I'm trying to run some code on VSCode, as I'm shifting over from PyCharm and Vim to utilise VSCode as a general purpose editor for a variety of programming languages.
I'm currently trying to make some code work, which should have been quite straight forward given it is a project in my PyCharm IDE and I have been able to run it there.
When I open up my VScode workspace, and try and run the code, it cannot find a directory that obviouslly exists:
So I'm getting this error:
Exception has occurred: FileNotFoundError data/connectivity/weights.txt not found.
And, my code is also pretty straight forward, its something like this:
SC = np.loadtxt(join("data/connectivity", "weights.txt"))
numpy is loaded in as np. and os.path.join is loaded in as join. The directory data/ is in the same parent directory as the code/script I'm running.
I have no idea why it isn't recognising the path, or the folder.
**NOTE: ** To add, when I run my code in jupyter notebook in VSCode, it runs smoothly and recognises the path. The jupyter notebook is also in the same parent directory as the data/ directory. So there is no visible difference between the .py and .ipynb files regarding code and relative position to the data/ directory.

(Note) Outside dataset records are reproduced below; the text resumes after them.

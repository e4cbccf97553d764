use std::path::PathBuf;

use anyhow::Context as _;
use tetrion_engine::{FIELD_HEIGHT, FIELD_WIDTH, GameSession};

use crate::{model::save_file::SaveFile, util};

#[derive(Debug, Clone, clap::Args)]
pub struct InspectArg {
    /// Path to the save file (JSON format)
    save_file: PathBuf,
}

pub fn run(arg: &InspectArg) -> anyhow::Result<()> {
    let InspectArg { save_file } = arg;

    eprintln!("Loading saved game from {}", save_file.display());
    let save: SaveFile = util::read_json_file("save", save_file)?;

    // Loading into a session runs the same validation as resuming would
    let mut session = GameSession::new();
    session
        .load(save.game.clone())
        .with_context(|| format!("Invalid saved game: {}", save_file.display()))?;
    eprintln!("Save file is valid");

    let active = save.game.active_piece;
    let next = save.game.next_piece;
    println!("Saved at:     {}", save.saved_at);
    println!("Score:        {}", save.game.score);
    println!("Locked cells: {}", save.game.field.len());
    println!(
        "Active piece: {} rotation {} at ({}, {}), {:?}",
        active.piece.kind().as_char(),
        active.piece.rotation().index(),
        active.piece.position().x(),
        active.piece.position().y(),
        active.color,
    );
    println!("Next piece:   {}, {:?}", next.kind.as_char(), next.color);
    println!();
    print!("{}", field_art(&session));

    Ok(())
}

/// Visible rows with locked cells as `#` and the falling piece as `@`.
fn field_art(session: &GameSession) -> String {
    let active = session.active_piece().piece.absolute_cells();
    let mut art = String::new();
    for y in 0..FIELD_HEIGHT {
        for x in 0..FIELD_WIDTH {
            let c = if active.contains(&(x, y)) {
                '@'
            } else if session.field().is_occupied(x, y) {
                '#'
            } else {
                '.'
            };
            art.push(c);
        }
        art.push('\n');
    }
    art
}

#[cfg(test)]
mod tests {
    use tetrion_engine::{ActivePiece, Field, Piece, PieceColor, PieceKind, PiecePosition};

    use super::*;

    #[test]
    fn test_field_art_marks_active_piece() {
        let field = Field::from_ascii(
            "
            .#########
            #########.
            ",
        );
        let mut session = GameSession::new();
        let mut saved = session.save();
        saved.field = field.cells().to_vec();
        saved.active_piece = ActivePiece {
            piece: Piece::with_pose(PieceKind::O, 0, PiecePosition::new(0, 0)),
            color: PieceColor::Yellow,
        };
        session.load(saved).unwrap();

        let art = field_art(&session);
        let lines: Vec<&str> = art.lines().collect();
        assert_eq!(lines.len(), 20, "{art}");
        assert_eq!(lines[0], "@@........");
        assert_eq!(lines[1], "@@........");
        assert_eq!(lines[2], "..........");
        assert_eq!(lines[18], ".#########");
        assert_eq!(lines[19], "#########.");
        assert_eq!(art.replace('@', "."), session.field().to_string());
    }

    #[test]
    fn test_hidden_rows_are_not_drawn() {
        let session = GameSession::new();
        let hidden = session
            .active_piece()
            .piece
            .absolute_cells()
            .iter()
            .filter(|(_, y)| *y < 0)
            .count();
        let art = field_art(&session);
        assert_eq!(art.matches('@').count(), 4 - hidden, "{art}");
    }
}
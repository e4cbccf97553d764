use std::time::Duration;

/// Tick interval a game starts with.
pub const START_INTERVAL: Duration = Duration::from_millis(300);
/// Fastest tick interval acceleration can reach.
pub const END_INTERVAL: Duration = Duration::from_millis(150);
/// Play time between two accelerations.
pub const ACCELERATION_WINDOW: Duration = Duration::from_millis(300_000);

// interval * 95 / 100, floored
const DECAY_NUMERATOR: u64 = 95;
const DECAY_DENOMINATOR: u64 = 100;

/// Derives the logic tick interval from elapsed play time.
///
/// While acceleration is enabled, every full [`ACCELERATION_WINDOW`] of play
/// time shrinks the interval to `max(END_INTERVAL, floor(interval * 0.95))`.
/// Disabling acceleration puts the interval back to [`START_INTERVAL`].
/// The interval is therefore a non-increasing step function of play time,
/// bounded below by [`END_INTERVAL`].
///
/// The controller does not read a clock. The caller reports elapsed play
/// time with [`advance`](Self::advance), so pauses are simply not reported.
///
/// # Example
///
/// ```
/// use std::time::Duration;
/// use tetrion_engine::engine::FallSpeed;
///
/// let mut speed = FallSpeed::new(true);
/// assert_eq!(speed.interval(), Duration::from_millis(300));
///
/// speed.advance(Duration::from_secs(300));
/// assert_eq!(speed.interval(), Duration::from_millis(285));
///
/// speed.set_accelerate(false);
/// assert_eq!(speed.interval(), Duration::from_millis(300));
/// ```
#[derive(Debug, Clone, PartialEq, Eq)]
pub struct FallSpeed {
    accelerate: bool,
    interval_ms: u64,
    window_elapsed: Duration,
}

impl FallSpeed {
    #[must_use]
    pub fn new(accelerate: bool) -> Self {
        Self {
            accelerate,
            interval_ms: duration_millis(START_INTERVAL),
            window_elapsed: Duration::ZERO,
        }
    }

    /// Returns the current logic tick interval.
    #[must_use]
    pub fn interval(&self) -> Duration {
        Duration::from_millis(self.interval_ms)
    }

    #[must_use]
    pub fn is_accelerating(&self) -> bool {
        self.accelerate
    }

    /// Enables or disables acceleration. Disabling resets the interval.
    pub fn set_accelerate(&mut self, accelerate: bool) {
        self.accelerate = accelerate;
        if !accelerate {
            self.reset();
        }
    }

    /// Puts the interval back to the start value, keeping the acceleration flag.
    pub fn reset(&mut self) {
        self.interval_ms = duration_millis(START_INTERVAL);
        self.window_elapsed = Duration::ZERO;
    }

    /// Accounts for `elapsed` play time, applying one decay step per
    /// completed window.
    pub fn advance(&mut self, elapsed: Duration) {
        if !self.accelerate {
            return;
        }
        self.window_elapsed += elapsed;
        while self.window_elapsed >= ACCELERATION_WINDOW {
            self.window_elapsed -= ACCELERATION_WINDOW;
            self.interval_ms = decayed(self.interval_ms);
        }
    }
}

fn decayed(interval_ms: u64) -> u64 {
    u64::max(
        duration_millis(END_INTERVAL),
        interval_ms * DECAY_NUMERATOR / DECAY_DENOMINATOR,
    )
}

fn duration_millis(duration: Duration) -> u64 {
    u64::try_from(duration.as_millis()).unwrap_or(u64::MAX)
}

#[cfg(test)]
mod tests {
    use super::*;

    #[test]
    fn test_no_acceleration_keeps_start_interval() {
        let mut speed = FallSpeed::new(false);
        speed.advance(ACCELERATION_WINDOW * 10);
        assert_eq!(speed.interval(), START_INTERVAL);
    }

    #[test]
    fn test_decay_sequence() {
        let mut speed = FallSpeed::new(true);
        let mut intervals = vec![];
        for _ in 0..4 {
            speed.advance(ACCELERATION_WINDOW);
            intervals.push(speed.interval().as_millis());
        }
        // 300 -> 285 -> 270 (270.75) -> 256 (256.5) -> 243 (243.2)
        assert_eq!(intervals, vec![285, 270, 256, 243]);
    }

    #[test]
    fn test_partial_windows_accumulate() {
        let mut speed = FallSpeed::new(true);
        speed.advance(ACCELERATION_WINDOW - Duration::from_millis(1));
        assert_eq!(speed.interval(), START_INTERVAL);
        speed.advance(Duration::from_millis(1));
        assert_eq!(speed.interval(), Duration::from_millis(285));
    }

    #[test]
    fn test_intervals_are_monotonic_and_floored() {
        let mut speed = FallSpeed::new(true);
        let mut previous = speed.interval();
        for _ in 0..200 {
            speed.advance(Duration::from_secs(17));
            let current = speed.interval();
            assert!(current <= previous);
            assert!(current >= END_INTERVAL);
            previous = current;
        }
        speed.advance(ACCELERATION_WINDOW * 100);
        assert_eq!(speed.interval(), END_INTERVAL);
    }

    #[test]
    fn test_disabling_resets_interval() {
        let mut speed = FallSpeed::new(true);
        speed.advance(ACCELERATION_WINDOW * 3);
        assert!(speed.interval() < START_INTERVAL);

        speed.set_accelerate(false);
        assert_eq!(speed.interval(), START_INTERVAL);
        assert!(!speed.is_accelerating());

        // Time spent while disabled does not count toward the next window
        speed.advance(ACCELERATION_WINDOW - Duration::from_millis(1));
        speed.set_accelerate(true);
        speed.advance(Duration::from_millis(1));
        assert_eq!(speed.interval(), START_INTERVAL);
    }
}
//! Core data structures: piece shapes, colors and the locked-cell field.
//!
//! Nothing in this module knows about time or game state. The legality rules
//! live here as pure functions of a [`Piece`] placement and a [`Field`].

pub use self::{color::*, field::*, piece::*};

pub(crate) mod color;
pub(crate) mod field;
pub(crate) mod piece;

/// Number of columns in the grid.
pub const FIELD_WIDTH: i32 = 10;
/// Number of visible rows in the grid.
pub const FIELD_HEIGHT: i32 = 20;
use serde::{Deserialize, Serialize};

/// Color of a piece and of the cells it leaves behind when it locks.
///
/// Colors are independent of the piece kind: each new piece draws a color
/// from [`PieceColor::PALETTE`], never repeating the previous one.
/// [`PieceColor::DEFAULT`] is used for every piece while colors are disabled.
#[derive(Debug, Clone, Copy, PartialEq, Eq, Hash, Deserialize, Serialize)]
#[serde(rename_all = "snake_case")]
pub enum PieceColor {
    Cyan,
    Yellow,
    Green,
    Red,
    Blue,
    Orange,
    Magenta,
    Gray,
}

impl PieceColor {
    /// Colors a piece can be drawn with while colors are enabled.
    pub const PALETTE: [Self; 7] = [
        PieceColor::Cyan,
        PieceColor::Yellow,
        PieceColor::Green,
        PieceColor::Red,
        PieceColor::Blue,
        PieceColor::Orange,
        PieceColor::Magenta,
    ];

    /// The single color used while colors are disabled.
    pub const DEFAULT: Self = PieceColor::Gray;
}

// Drawing "any palette color except the previous one" needs a choice left.
const _: () = assert!(PieceColor::PALETTE.len() >= 2);
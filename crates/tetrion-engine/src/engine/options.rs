use serde::{Deserialize, Serialize};

/// Number of bottom rows pre-filled with a random pattern at restart.
///
/// Valid values are `0..=10`. Anything else, negative or too large, is
/// coerced to `0` rather than clamped to the nearest bound.
///
/// # Example
///
/// ```
/// use tetrion_engine::Difficulty;
///
/// assert_eq!(Difficulty::new(7).rows(), 7);
/// assert_eq!(Difficulty::new(-1).rows(), 0);
/// assert_eq!(Difficulty::new(11).rows(), 0);
/// ```
#[derive(Debug, Default, Clone, Copy, PartialEq, Eq, PartialOrd, Ord, Serialize, Deserialize)]
#[serde(from = "i32", into = "i32")]
pub struct Difficulty(u8);

impl Difficulty {
    pub const MAX: u8 = 10;

    #[must_use]
    pub fn new(value: i32) -> Self {
        match u8::try_from(value) {
            Ok(rows) if rows <= Self::MAX => Self(rows),
            _ => Self(0),
        }
    }

    #[must_use]
    pub const fn rows(self) -> u8 {
        self.0
    }

    /// Next difficulty, wrapping from the maximum back to zero.
    #[must_use]
    pub const fn cycled_up(self) -> Self {
        if self.0 >= Self::MAX {
            Self(0)
        } else {
            Self(self.0 + 1)
        }
    }

    /// Previous difficulty, wrapping from zero to the maximum.
    #[must_use]
    pub const fn cycled_down(self) -> Self {
        if self.0 == 0 {
            Self(Self::MAX)
        } else {
            Self(self.0 - 1)
        }
    }
}

impl From<i32> for Difficulty {
    fn from(value: i32) -> Self {
        Self::new(value)
    }
}

impl From<Difficulty> for i32 {
    fn from(value: Difficulty) -> Self {
        i32::from(value.0)
    }
}

/// Player-controlled options of a session.
///
/// These are plain fields on the session's configuration, mutated only
/// through the session's option setters (see
/// [`GameSession::set_difficulty`](crate::GameSession::set_difficulty) and
/// friends), never through process-wide state.
#[derive(Debug, Clone, Copy, PartialEq, Eq, Serialize, Deserialize)]
pub struct GameOptions {
    /// Pre-filled rows applied at the next restart.
    pub difficulty: Difficulty,
    /// When `false`, every piece and locked cell uses [`PieceColor::DEFAULT`](crate::PieceColor::DEFAULT).
    pub colors_enabled: bool,
    /// When `true`, the fall speed increases with play time.
    pub accelerate: bool,
}

impl Default for GameOptions {
    fn default() -> Self {
        Self {
            difficulty: Difficulty::default(),
            colors_enabled: true,
            accelerate: false,
        }
    }
}
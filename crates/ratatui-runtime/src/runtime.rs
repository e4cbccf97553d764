use std::{io, time::Duration};

use crossterm::{
    event::{KeyboardEnhancementFlags, PopKeyboardEnhancementFlags, PushKeyboardEnhancementFlags},
    execute, terminal,
};

use crate::{
    App, TimerId,
    event::TuiEvent,
    event_loop::{EventLoop, RenderMode},
};

/// TUI application runtime.
///
/// Owns the event loop and its timer registry, and executes applications
/// that implement the `App` trait.
///
/// Timers are periodic and identified by the [`TimerId`] handle returned
/// from [`start_timer`](Self::start_timer). Each firing is delivered to
/// [`App::on_timer`] with that handle.
#[derive(Default, Debug)]
pub struct Runtime {
    events: EventLoop,
    key_release_events: bool,
}

impl Runtime {
    /// Creates a new Runtime.
    #[must_use]
    pub fn new() -> Self {
        Self::default()
    }

    /// Registers a periodic timer that first fires after `interval`.
    pub fn start_timer(&mut self, interval: Duration) -> TimerId {
        self.events.start_timer(interval)
    }

    /// Removes a timer. Unknown or already cancelled handles are ignored.
    pub fn cancel_timer(&mut self, id: TimerId) {
        self.events.cancel_timer(id);
    }

    /// Changes a timer's period and re-arms it from now.
    ///
    /// Returns `false` if the handle is not registered.
    pub fn set_timer_interval(&mut self, id: TimerId, interval: Duration) -> bool {
        self.events.set_timer_interval(id, interval)
    }

    #[must_use]
    pub fn has_timer(&self, id: TimerId) -> bool {
        self.events.has_timer(id)
    }

    /// Sets the render mode.
    pub fn set_render_mode(&mut self, mode: RenderMode) {
        self.events.set_render_mode(mode);
    }

    /// Whether the terminal reports key releases (and repeats) as separate
    /// events.
    ///
    /// Only known once [`run`](Self::run) has set up the terminal, i.e. from
    /// [`App::init`] on.
    #[must_use]
    pub fn key_release_events(&self) -> bool {
        self.key_release_events
    }

    /// Runs the application.
    ///
    /// 1. Sets up the terminal, enabling key release reporting when supported
    /// 2. Calls `app.init()` for initialization
    /// 3. Runs the event loop until `app.should_exit()` returns true
    ///    - `TuiEvent::Timer`: calls `app.on_timer()`
    ///    - `TuiEvent::Render`: calls `app.draw()`
    ///    - `TuiEvent::Crossterm`: calls `app.handle_event()`
    pub fn run<A>(mut self, app: &mut A) -> io::Result<()>
    where
        A: App,
    {
        ratatui::run(|terminal| {
            self.key_release_events = terminal::supports_keyboard_enhancement().unwrap_or(false);
            if self.key_release_events {
                execute!(
                    io::stdout(),
                    PushKeyboardEnhancementFlags(KeyboardEnhancementFlags::REPORT_EVENT_TYPES)
                )?;
            }

            app.init(&mut self);
            let result = (|| -> io::Result<()> {
                while !app.should_exit() {
                    match self.events.next()? {
                        TuiEvent::Timer(id) => {
                            app.on_timer(&mut self, id);
                        }
                        TuiEvent::Render => {
                            terminal.draw(|f| app.draw(f))?;
                        }
                        TuiEvent::Crossterm(event) => {
                            app.handle_event(&mut self, event);
                        }
                    }
                }
                Ok(())
            })();

            if self.key_release_events {
                execute!(io::stdout(), PopKeyboardEnhancementFlags)?;
            }
            result
        })
    }
}
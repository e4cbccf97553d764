use crate::core::{FIELD_HEIGHT, LockedCell, PieceColor, PieceRotation};

use super::game_field::{GameField, NextPiece};

/// Origin of the next-piece preview panel, in preview-panel cells.
pub const PREVIEW_ORIGIN: (i32, i32) = (1, 1);

/// One colored cell handed to the render sink.
#[derive(Debug, Clone, Copy, PartialEq, Eq)]
pub struct RenderCell {
    pub x: i32,
    pub y: i32,
    pub color: PieceColor,
}

impl From<LockedCell> for RenderCell {
    fn from(cell: LockedCell) -> Self {
        Self {
            x: cell.x,
            y: cell.y,
            color: cell.color,
        }
    }
}

/// Field cells followed by the falling piece, limited to the visible rows.
pub(crate) fn field_cells(field: &GameField) -> Vec<RenderCell> {
    field
        .field()
        .cells()
        .iter()
        .copied()
        .chain(field.active_cells())
        .filter(|cell| (0..FIELD_HEIGHT).contains(&cell.y))
        .map(RenderCell::from)
        .collect()
}

/// The next piece at its spawn rotation, shifted to [`PREVIEW_ORIGIN`].
pub(crate) fn preview_cells(next: &NextPiece) -> Vec<RenderCell> {
    let (ox, oy) = PREVIEW_ORIGIN;
    next.kind
        .offsets(PieceRotation::SPAWN)
        .into_iter()
        .map(|(dx, dy)| RenderCell {
            x: ox + i32::from(dx),
            y: oy + i32::from(dy),
            color: next.color,
        })
        .collect()
}
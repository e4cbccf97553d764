use std::time::Duration;

use crate::{
    IntentError,
    core::{Field, Piece, PieceColor},
};

use super::{
    fall_speed::FallSpeed,
    game_field::{ActivePiece, GameField, NextPiece},
    game_stats::GameStats,
    options::{Difficulty, GameOptions},
    randomizer::{PieceSeed, Randomizer},
    saved_game::{LoadError, SavedGame},
    snapshot::{self, RenderCell},
};

#[derive(Debug, Clone, PartialEq, Eq, derive_more::IsVariant)]
pub enum SessionState {
    Playing,
    Paused,
    GameOver,
}

/// What a logic tick did.
#[derive(Debug, Clone, Copy, PartialEq, Eq, derive_more::IsVariant)]
pub enum TickOutcome {
    /// The session is not playing; nothing changed.
    Idle,
    /// The falling piece moved down one row.
    Descended,
    /// The piece could not descend and gets one more tick before locking.
    LockPending,
    /// The piece locked and the next one spawned.
    Locked {
        cleared_lines: usize,
        score_delta: usize,
    },
    /// The piece locked but the next one could not spawn.
    GameOver,
}

/// A game from start to top-out: the field, statistics, options and the
/// fall/lock state machine.
///
/// # Ticks and Lock Delay
///
/// [`tick`](Self::tick) is the only place where the piece falls on its own.
/// The scheduler calls it every [`tick_interval`](Self::tick_interval).
/// When the piece cannot descend the first time, the session only marks a
/// pending lock; the piece locks on the following tick if it still cannot
/// descend. Any successful descent clears the mark.
///
/// # Intents
///
/// Movement, rotation and drops act only while [`SessionState::Playing`];
/// in any other state they return [`IntentError::NotPlaying`] without
/// touching the game.
///
/// # Example
///
/// ```
/// use tetrion_engine::{GameSession, TickOutcome};
///
/// let mut session = GameSession::new();
/// _ = session.try_move_left();
/// _ = session.try_rotate();
/// assert_eq!(session.tick(), TickOutcome::Descended);
///
/// session.toggle_pause();
/// assert_eq!(session.tick(), TickOutcome::Idle);
/// assert!(session.try_move_right().is_err());
/// ```
#[derive(Debug, Clone)]
pub struct GameSession {
    field: GameField,
    stats: GameStats,
    options: GameOptions,
    fall_speed: FallSpeed,
    session_state: SessionState,
    lock_pending: bool,
    play_time: Duration,
}

impl Default for GameSession {
    fn default() -> Self {
        Self::new()
    }
}

impl GameSession {
    /// Starts a session with default options and a random seed.
    #[must_use]
    pub fn new() -> Self {
        Self::with_options(GameOptions::default())
    }

    #[must_use]
    pub fn with_options(options: GameOptions) -> Self {
        Self::with_randomizer(Randomizer::new(), options)
    }

    /// Starts a reproducible session: the same seed and options give the
    /// same pieces, colors and pre-filled rows.
    #[must_use]
    pub fn with_seed(seed: PieceSeed, options: GameOptions) -> Self {
        Self::with_randomizer(Randomizer::with_seed(seed), options)
    }

    fn with_randomizer(randomizer: Randomizer, options: GameOptions) -> Self {
        Self {
            field: GameField::new(randomizer, &options),
            stats: GameStats::new(),
            options,
            fall_speed: FallSpeed::new(options.accelerate),
            session_state: SessionState::Playing,
            lock_pending: false,
            play_time: Duration::ZERO,
        }
    }

    #[must_use]
    pub fn field(&self) -> &Field {
        self.field.field()
    }

    #[must_use]
    pub fn active_piece(&self) -> &ActivePiece {
        self.field.active_piece()
    }

    #[must_use]
    pub fn next_piece(&self) -> &NextPiece {
        self.field.next_piece()
    }

    #[must_use]
    pub fn stats(&self) -> &GameStats {
        &self.stats
    }

    #[must_use]
    pub fn options(&self) -> &GameOptions {
        &self.options
    }

    #[must_use]
    pub fn session_state(&self) -> &SessionState {
        &self.session_state
    }

    /// Whether the falling piece is waiting out its lock delay.
    #[must_use]
    pub fn is_lock_pending(&self) -> bool {
        self.lock_pending
    }

    /// Play time accumulated by logic ticks while playing.
    #[must_use]
    pub fn play_time(&self) -> Duration {
        self.play_time
    }

    /// Interval the scheduler should wait before the next [`tick`](Self::tick).
    #[must_use]
    pub fn tick_interval(&self) -> Duration {
        self.fall_speed.interval()
    }

    /// Landing position of the falling piece, for a drop preview.
    #[must_use]
    pub fn simulate_drop_position(&self) -> Piece {
        self.field.simulate_drop_position()
    }

    /// Composite of the field and the falling piece, visible rows only.
    #[must_use]
    pub fn render_cells(&self) -> Vec<RenderCell> {
        snapshot::field_cells(&self.field)
    }

    /// Cells of the next piece, offset to [`PREVIEW_ORIGIN`](super::PREVIEW_ORIGIN).
    #[must_use]
    pub fn preview_cells(&self) -> Vec<RenderCell> {
        snapshot::preview_cells(self.field.next_piece())
    }

    /// Advances the fall/lock state machine by one logic tick.
    pub fn tick(&mut self) -> TickOutcome {
        if !self.session_state.is_playing() {
            return TickOutcome::Idle;
        }

        let interval = self.fall_speed.interval();
        self.play_time += interval;
        self.fall_speed.advance(interval);

        let down = self.field.active_piece().piece.down();
        if self.field.set_active_piece(down).is_ok() {
            self.lock_pending = false;
            return TickOutcome::Descended;
        }
        if !self.lock_pending {
            self.lock_pending = true;
            return TickOutcome::LockPending;
        }
        self.complete_piece_drop()
    }

    pub fn try_move_left(&mut self) -> Result<(), IntentError> {
        self.ensure_playing()?;
        let piece = self.field.active_piece().piece.left();
        Ok(self.field.set_active_piece(piece)?)
    }

    pub fn try_move_right(&mut self) -> Result<(), IntentError> {
        self.ensure_playing()?;
        let piece = self.field.active_piece().piece.right();
        Ok(self.field.set_active_piece(piece)?)
    }

    /// Rotates in place. There are no wall kicks: a colliding rotation is rejected.
    pub fn try_rotate(&mut self) -> Result<(), IntentError> {
        self.ensure_playing()?;
        let piece = self.field.active_piece().piece.rotated();
        Ok(self.field.set_active_piece(piece)?)
    }

    /// Moves the piece down one row. A successful step clears a pending lock.
    pub fn try_soft_drop(&mut self) -> Result<(), IntentError> {
        self.ensure_playing()?;
        let piece = self.field.active_piece().piece.down();
        self.field.set_active_piece(piece)?;
        self.lock_pending = false;
        Ok(())
    }

    /// Drops the piece as far as it goes and locks it without lock delay.
    ///
    /// Unlike a blocked gravity tick, there is no grace tick before the lock:
    /// the piece is merged and the next one spawned within this call.
    pub fn hard_drop(&mut self) -> Result<TickOutcome, IntentError> {
        self.ensure_playing()?;
        let landed = self.field.simulate_drop_position();
        self.field.set_active_piece(landed)?;
        Ok(self.complete_piece_drop())
    }

    pub fn toggle_pause(&mut self) {
        self.session_state = match self.session_state {
            SessionState::Playing => SessionState::Paused,
            SessionState::Paused => SessionState::Playing,
            SessionState::GameOver => SessionState::GameOver,
        };
    }

    /// Starts over from any state with the current options.
    ///
    /// The field is cleared and pre-filled for the difficulty, the score and
    /// statistics reset, the fall speed goes back to its start value and a
    /// fresh current/next pair is drawn.
    pub fn restart(&mut self) {
        self.field.restart(&self.options);
        self.stats = GameStats::new();
        self.fall_speed.reset();
        self.session_state = SessionState::Playing;
        self.lock_pending = false;
        self.play_time = Duration::ZERO;
    }

    /// Sets the number of pre-filled rows used by the next [`restart`](Self::restart).
    ///
    /// Values outside `0..=10` become `0`.
    pub fn set_difficulty(&mut self, difficulty: i32) {
        self.options.difficulty = Difficulty::new(difficulty);
    }

    /// Enables or disables piece colors.
    ///
    /// Disabling repaints the field, the falling piece and the next piece with
    /// [`PieceColor::DEFAULT`]. Enabling only affects pieces drawn afterwards.
    pub fn set_colors_enabled(&mut self, enabled: bool) {
        self.options.colors_enabled = enabled;
        if !enabled {
            self.field.recolor(PieceColor::DEFAULT);
        }
    }

    /// Enables or disables fall acceleration. Disabling resets the interval.
    pub fn set_accelerate(&mut self, accelerate: bool) {
        self.options.accelerate = accelerate;
        self.fall_speed.set_accelerate(accelerate);
    }

    /// Captures the state needed to resume this game later.
    #[must_use]
    pub fn save(&self) -> SavedGame {
        SavedGame {
            active_piece: *self.field.active_piece(),
            next_piece: *self.field.next_piece(),
            field: self.field.field().cells().to_vec(),
            score: self.stats.score(),
        }
    }

    /// Replaces the current game with a saved one and resumes playing.
    ///
    /// The saved field must satisfy the field invariants and the active piece
    /// must be at a legal placement; otherwise the session is left untouched.
    /// Statistics other than the score start from zero. If colors are
    /// disabled, the restored cells and pieces are repainted with the default
    /// color.
    pub fn load(&mut self, saved: SavedGame) -> Result<(), LoadError> {
        let field = Field::from_cells(saved.field).map_err(LoadError::Field)?;
        if !field.is_legal(saved.active_piece.piece) {
            return Err(LoadError::ActivePieceCollision);
        }

        self.field.restore(field, saved.active_piece, saved.next_piece);
        if !self.options.colors_enabled {
            self.field.recolor(PieceColor::DEFAULT);
        }
        self.stats = GameStats::with_score(saved.score);
        self.fall_speed.reset();
        self.session_state = SessionState::Playing;
        self.lock_pending = false;
        self.play_time = Duration::ZERO;
        Ok(())
    }

    fn ensure_playing(&self) -> Result<(), IntentError> {
        if self.session_state.is_playing() {
            Ok(())
        } else {
            Err(IntentError::NotPlaying)
        }
    }

    fn complete_piece_drop(&mut self) -> TickOutcome {
        self.lock_pending = false;
        let (cleared_lines, result) = self
            .field
            .complete_piece_drop(self.options.colors_enabled);
        let score_delta = self.stats.complete_piece_drop(cleared_lines);
        if result.is_err() {
            self.session_state = SessionState::GameOver;
            return TickOutcome::GameOver;
        }
        TickOutcome::Locked {
            cleared_lines,
            score_delta,
        }
    }
}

Any help would be much appreciated. There is probably a simple solution that I'm failing to catch onto at the moment.
Thanks, Boki
I've tried changing the directory to an absolute path on my Mac, which didn't work.
I also tried--though probably not so usefully--adding __init__py files to each of the subdirectories, but as they are not modules, this was sort of pointless, I was just trying to be exhaustive.
As I mention above, code works perfectly when I run the same code as a .ipynb, or when I run it in my old IDE: PyCharm
CodePudding user response:
This is because the current directory of the terminal is different when vscode and pycharm run files.
By default, vscode executes files in the workspace, and pycharm executes files in the folder where the files are run.
You can search Terminal: Execute In File Dir in settings and check it.
This will be consistent with pycharm.
Of course, the default setting of vscode is also beneficial. When encountering multi-level directories, it is more convenient to import files.
CodePudding user response:
sounds like a sandbox issue. Does vscode have access to the entire disk? How about bash or whatever process vscode is running notebooks under? It could also be the python version you picked which needs access.